**Assigned task**
Every record below is to be reproduced exactly.

Records to use below:

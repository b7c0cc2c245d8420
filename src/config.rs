// Copyright (c) 2025, Jason Jenkins
// SPDX-License-Identifier: BSD-3-Clause

//! Application configuration.
//!
//! The class set and the backend address are loaded once at startup from
//! `studio.yaml` (falling back to built-in defaults) and stay immutable for
//! the lifetime of the process.

use serde::{Deserialize, Serialize};
use std::path::Path;

/// An RGB color, parsed from the `#rrggbb` strings used in class configs.
#[derive(Debug, Clone, Copy, PartialEq, Eq)]
pub struct Rgb {
    pub r: u8,
    pub g: u8,
    pub b: u8,
}

impl Rgb {
    pub const WHITE: Rgb = Rgb { r: 255, g: 255, b: 255 };
    pub const GRAY: Rgb = Rgb { r: 128, g: 128, b: 128 };
}

/// Parse a `#rrggbb` hex color string (leading `#` optional).
pub fn parse_hex_color(s: &str) -> Option<Rgb> {
    let hex = s.trim().trim_start_matches('#');
    if hex.len() != 6 || !hex.chars().all(|c| c.is_ascii_hexdigit()) {
        return None;
    }
    let r = u8::from_str_radix(&hex[0..2], 16).ok()?;
    let g = u8::from_str_radix(&hex[2..4], 16).ok()?;
    let b = u8::from_str_radix(&hex[4..6], 16).ok()?;
    Some(Rgb { r, g, b })
}

/// One annotatable object class.
#[derive(Debug, Clone, Serialize, Deserialize)]
pub struct ClassDefinition {
    pub id: u32,
    pub name: String,
    pub color: String,
}

impl ClassDefinition {
    /// The configured color, or gray when the hex string is malformed.
    pub fn rgb(&self) -> Rgb {
        parse_hex_color(&self.color).unwrap_or(Rgb::GRAY)
    }
}

/// Look up a class by id.
pub fn class_by_id(classes: &[ClassDefinition], id: u32) -> Option<&ClassDefinition> {
    classes.iter().find(|c| c.id == id)
}

/// Display name for a class id, with a fallback for ids missing from the
/// current config (old sessions may reference classes that were renumbered).
pub fn class_name(classes: &[ClassDefinition], id: u32) -> String {
    class_by_id(classes, id)
        .map(|c| c.name.clone())
        .unwrap_or_else(|| format!("class {}", id))
}

/// Display color for a class id.
pub fn class_color(classes: &[ClassDefinition], id: u32) -> Rgb {
    class_by_id(classes, id).map(|c| c.rgb()).unwrap_or(Rgb::GRAY)
}

/// Top-level configuration.
#[derive(Debug, Clone, Serialize, Deserialize)]
pub struct StudioConfig {
    #[serde(default = "default_server")]
    pub server: String,
    #[serde(default = "default_classes")]
    pub classes: Vec<ClassDefinition>,
}

fn default_server() -> String {
    "http://localhost:8000".to_string()
}

fn default_classes() -> Vec<ClassDefinition> {
    let palette = [
        "#ff0000", "#00ff00", "#0000ff", "#ffff00", "#ff00ff", "#00ffff",
    ];
    palette
        .iter()
        .enumerate()
        .map(|(i, color)| ClassDefinition {
            id: i as u32,
            name: format!("object {}", i + 1),
            color: color.to_string(),
        })
        .collect()
}

impl Default for StudioConfig {
    fn default() -> Self {
        Self {
            server: default_server(),
            classes: default_classes(),
        }
    }
}

impl StudioConfig {
    /// Load `./studio.yaml` if present, otherwise use defaults.  The
    /// `YBOX_SERVER` environment variable overrides the backend address
    /// either way.
    pub fn load() -> Self {
        let mut config = match Self::from_file(Path::new("studio.yaml")) {
            Some(cfg) => cfg,
            None => Self::default(),
        };
        if let Ok(server) = std::env::var("YBOX_SERVER") {
            config.server = server;
        }
        config
    }

    fn from_file(path: &Path) -> Option<Self> {
        if !path.exists() {
            return None;
        }
        match std::fs::read_to_string(path) {
            Ok(text) => match serde_yaml::from_str(&text) {
                Ok(cfg) => {
                    log::info!("Loaded configuration from {}", path.display());
                    Some(cfg)
                }
                Err(e) => {
                    log::warn!("Failed to parse {}: {}", path.display(), e);
                    None
                }
            },
            Err(e) => {
                log::warn!("Failed to read {}: {}", path.display(), e);
                None
            }
        }
    }
}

End of Records to use.

**Expected answer**
repository b7c0cc2c245d8420
filename src/config.rs
// Copyright (c) 2025, Jason Jenkins
// SPDX-License-Identifier: BSD-3-Clause

//! Application configuration.
//!
//! The class set and the backend address are loaded once at startup from
//! `studio.yaml` (falling back to built-in defaults) and stay immutable for
//! the lifetime of the process.

use serde::{Deserialize, Serialize};
use std::path::Path;

/// An RGB color, parsed from the `#rrggbb` strings used in class configs.
#[derive(Debug, Clone, Copy, PartialEq, Eq)]
pub struct Rgb {
    pub r: u8,
    pub g: u8,
    pub b: u8,
}

impl Rgb {
    pub const WHITE: Rgb = Rgb { r: 255, g: 255, b: 255 };
    pub const GRAY: Rgb = Rgb { r: 128, g: 128, b: 128 };
}

/// Parse a `#rrggbb` hex color string (leading `#` optional).
pub fn parse_hex_color(s: &str) -> Option<Rgb> {
    let hex = s.trim().trim_start_matches('#');
    if hex.len() != 6 || !hex.chars().all(|c| c.is_ascii_hexdigit()) {
        return None;
    }
    let r = u8::from_str_radix(&hex[0..2], 16).ok()?;
    let g = u8::from_str_radix(&hex[2..4], 16).ok()?;
    let b = u8::from_str_radix(&hex[4..6], 16).ok()?;
    Some(Rgb { r, g, b })
}

/// One annotatable object class.
#[derive(Debug, Clone, Serialize, Deserialize)]
pub struct ClassDefinition {
    pub id: u32,
    pub name: String,
    pub color: String,
}

impl ClassDefinition {
    /// The configured color, or gray when the hex string is malformed.
    pub fn rgb(&self) -> Rgb {
        parse_hex_color(&self.color).unwrap_or(Rgb::GRAY)
    }
}

/// Look up a class by id.
pub fn class_by_id(classes: &[ClassDefinition], id: u32) -> Option<&ClassDefinition> {
    classes.iter().find(|c| c.id == id)
}

/// Display name for a class id, with a fallback for ids missing from the
/// current config (old sessions may reference classes that were renumbered).
pub fn class_name(classes: &[ClassDefinition], id: u32) -> String {
    class_by_id(classes, id)
        .map(|c| c.name.clone())
        .unwrap_or_else(|| format!("class {}", id))
}

/// Display color for a class id.
pub fn class_color(classes: &[ClassDefinition], id: u32) -> Rgb {
    class_by_id(classes, id).map(|c| c.rgb()).unwrap_or(Rgb::GRAY)
}

/// Top-level configuration.
#[derive(Debug, Clone, Serialize, Deserialize)]
pub struct StudioConfig {
    #[serde(default = "default_server")]
    pub server: String,
    #[serde(default = "default_classes")]
    pub classes: Vec<ClassDefinition>,
}

fn default_server() -> String {
    "http://localhost:8000".to_string()
}

fn default_classes() -> Vec<ClassDefinition> {
    let palette = [
        "#ff0000", "#00ff00", "#0000ff", "#ffff00", "#ff00ff", "#00ffff",
    ];
    palette
        .iter()
        .enumerate()
        .map(|(i, color)| ClassDefinition {
            id: i as u32,
            name: format!("object {}", i + 1),
            color: color.to_string(),
        })
        .collect()
}

impl Default for StudioConfig {
    fn default() -> Self {
        Self {
            server: default_server(),
            classes: default_classes(),
        }
    }
}

impl StudioConfig {
    /// Load `./studio.yaml` if present, otherwise use defaults.  The
    /// `YBOX_SERVER` environment variable overrides the backend address
    /// either way.
    pub fn load() -> Self {
        let mut config = match Self::from_file(Path::new("studio.yaml")) {
            Some(cfg) => cfg,
            None => Self::default(),
        };
        if let Ok(server) = std::env::var("YBOX_SERVER") {
            config.server = server;
        }
        config
    }

    fn from_file(path: &Path) -> Option<Self> {
        if !path.exists() {
            return None;
        }
        match std::fs::read_to_string(path) {
            Ok(text) => match serde_yaml::from_str(&text) {
                Ok(cfg) => {
                    log::info!("Loaded configuration from {}", path.display());
                    Some(cfg)
                }
                Err(e) => {
                    log::warn!("Failed to parse {}: {}", path.display(), e);
                    None
                }
            },
            Err(e) => {
                log::warn!("Failed to read {}: {}", path.display(), e);
                None
            }
        }
    }
}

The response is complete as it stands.